Par Vindex @BloggActualite

Qu'est ce que le temps du Carême ?

Le Mercredi des Cendres marque pour les chrétiens le début du Carême.
Mais qu'est ce donc ? 


   
« Convertissez-vous et croyez à l’Evangile » « Souviens-toi que tu es poussière et que tu retourneras à la poussière » : ces deux formules liturgiques, tirées du missel romain, résument l’appel adressé à chaque chrétien à travers le rite austère de l’imposition des cendres et qui marque, chaque année, le commencement du carême. La première formule appelle le croyant à se convertir sans cesse et à renouveler sa foi en Dieu : implicitement, l’Eglise met ici à nu et dénonce la superficialité de nos modes de vie contemporains. Se convertir, c’est changer de direction sur le chemin de sa vie, non pas à travers un simple ajustement, mais à travers un véritable bouleversement. Par cette première formule, l’Eglise invite chacun de ses fidèles, au début du carême, à dire un « oui » total à l’Evangile, une « oui » libre et qui engage le croyant dans un chemin de vérité et de vie. Quant à la seconde formule liturgique, elle rappelle à l’homme son caractère fragile et sa finitude, en lien avec le mystère de la Résurrection que les chrétiens s’apprêtent à célébrer le jour de Pâques. 
Le carême chrétien est un temps énigmatique pour nombre de nos contemporains : il attire, il suscite le questionnement, il fascine.
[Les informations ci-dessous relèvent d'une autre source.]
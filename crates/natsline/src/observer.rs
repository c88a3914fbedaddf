//! Observability sink injected into the client engine.

use natsline_wire::{InboundFrame, ServerInfo, SubscriptionId};
use tracing::{debug, info, warn};

use crate::{CLIENT_TARGET, ClientError, ConnectionState, WorkerExit, WorkerId};

/// Observer trait used to surface engine events to telemetry sinks.
///
/// The client calls these hooks from the thread driving it; implementations
/// must be cheap and must not block.
pub trait ClientObserver: Send + Sync {
    /// The connection state machine moved between states.
    fn state_changed(&self, from: ConnectionState, to: ConnectionState);

    /// The broker's `INFO` document was read during the handshake.
    fn server_announced(&self, info: &ServerInfo);

    /// A command was written to the socket.
    fn command_sent(&self, frame: &[u8]);

    /// A frame was read from the socket.
    fn frame_received(&self, frame: &InboundFrame);

    /// A worker was started for a delivered message.
    fn worker_spawned(&self, worker: WorkerId, sid: &SubscriptionId);

    /// A worker was reaped.
    fn worker_finished(&self, exit: WorkerExit);

    /// An error was absorbed without being returned to the caller.
    fn error_absorbed(&self, error: &ClientError);
}

/// Default observer that records engine events using `tracing`.
#[derive(Debug, Default, Clone, Copy)]
pub struct TracingObserver;

impl ClientObserver for TracingObserver {
    fn state_changed(&self, from: ConnectionState, to: ConnectionState) {
        debug!(
            target: CLIENT_TARGET,
            event = "state_changed",
            from = %from,
            to = %to,
            "connection state changed"
        );
    }

    fn server_announced(&self, info: &ServerInfo) {
        info!(
            target: CLIENT_TARGET,
            event = "server_announced",
            server_id = info.server_id(),
            max_payload = info.max_payload(),
            "broker announced itself"
        );
    }

    fn command_sent(&self, frame: &[u8]) {
        debug!(
            target: CLIENT_TARGET,
            event = "command_sent",
            command = %command_summary(frame),
            bytes = frame.len(),
            "->"
        );
    }

    fn frame_received(&self, frame: &InboundFrame) {
        match frame {
            InboundFrame::Message(message) => debug!(
                target: CLIENT_TARGET,
                event = "frame_received",
                kind = %frame.kind(),
                subject = %message.subject,
                sid = %message.sid,
                bytes = message.payload.len(),
                "<-"
            ),
            InboundFrame::ErrAck(reason) => warn!(
                target: CLIENT_TARGET,
                event = "frame_received",
                kind = %frame.kind(),
                reason = %reason,
                "<-"
            ),
            InboundFrame::Unknown(line) => warn!(
                target: CLIENT_TARGET,
                event = "frame_received",
                kind = %frame.kind(),
                line = %line,
                "<- unrecognised frame"
            ),
            InboundFrame::Info(_)
            | InboundFrame::Ping
            | InboundFrame::Pong
            | InboundFrame::OkAck => debug!(
                target: CLIENT_TARGET,
                event = "frame_received",
                kind = %frame.kind(),
                "<-"
            ),
        }
    }

    fn worker_spawned(&self, worker: WorkerId, sid: &SubscriptionId) {
        debug!(
            target: CLIENT_TARGET,
            event = "worker_spawned",
            worker = %worker,
            sid = %sid,
            "message worker started"
        );
    }

    fn worker_finished(&self, exit: WorkerExit) {
        match exit {
            WorkerExit::Completed(worker) => debug!(
                target: CLIENT_TARGET,
                event = "worker_finished",
                worker = %worker,
                "message worker finished"
            ),
            WorkerExit::Panicked(worker) => warn!(
                target: CLIENT_TARGET,
                event = "worker_panicked",
                worker = %worker,
                "message handler panicked"
            ),
        }
    }

    fn error_absorbed(&self, error: &ClientError) {
        warn!(
            target: CLIENT_TARGET,
            event = "error_absorbed",
            error = %error,
            "client error absorbed"
        );
    }
}

/// First line of an outbound frame with CONNECT credentials elided.
fn command_summary(frame: &[u8]) -> String {
    let header = frame
        .split(|byte| *byte == b'\n')
        .next()
        .unwrap_or_default();
    let line = String::from_utf8_lossy(header);
    let trimmed = line.trim_end();
    if trimmed.starts_with("CONNECT") {
        return String::from("CONNECT {...}");
    }
    trimmed.to_owned()
}

#[cfg(test)]
mod tests {
    use rstest::rstest;

    use super::*;

    #[rstest]
    #[case(b"PUB foo 2\r\nhi\r\n".as_slice(), "PUB foo 2")]
    #[case(b"CONNECT {\"pass\":\"secret\"}\r\n".as_slice(), "CONNECT {...}")]
    #[case(b"PING\r\n".as_slice(), "PING")]
    fn summaries_show_header_only(#[case] frame: &[u8], #[case] expected: &str) {
        assert_eq!(command_summary(frame), expected);
    }
}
Dans une société de consommation de masse, nous aurions tout intérêt à redécourvir ensemble ce qui fait la richesse et la spécificité du carême, loin de nombreux stéréotypes…
Le Carême, c’est quoi au juste ?
Pour bien des gens aujourd’hui, le mot « carême » semble faire référence à une époque révolue, lointaine, poussiéreuse pourrait-on dire ! Certains pourraient y voir également une vague référence à la religion catholique et à ce qu’ils ont pu vivre dans leur enfance ou ce qu’on a pu le leur en dire… Et pourtant, le carême est bel et bien toujours d’actualité pour les chrétiens ! Du reste, il semblerait même que l’on assiste ces dernières années à une « redécouverte » (dans certains milieux) de ce que peut représenter le carême, redécouverte due notamment à la médiatisation de ce que peuvent vivre de façon assez semblable les musulmans, le ramadan. En effet, qui de nos jours n’a jamais entendu cette petite phrase diffusée abondement par les médias au début ou pendant le ramadan « les musulmans doivent s’abstenir de manger et de boire du lever au coucher du soleil » ? Cette référence au jeûne pratiqué dans l’Islam nous fait nous rappeler que nous-mêmes, en terre chrétienne, sommes invités à le pratiquer au moins une fois dans l’année liturgique, durant le carême.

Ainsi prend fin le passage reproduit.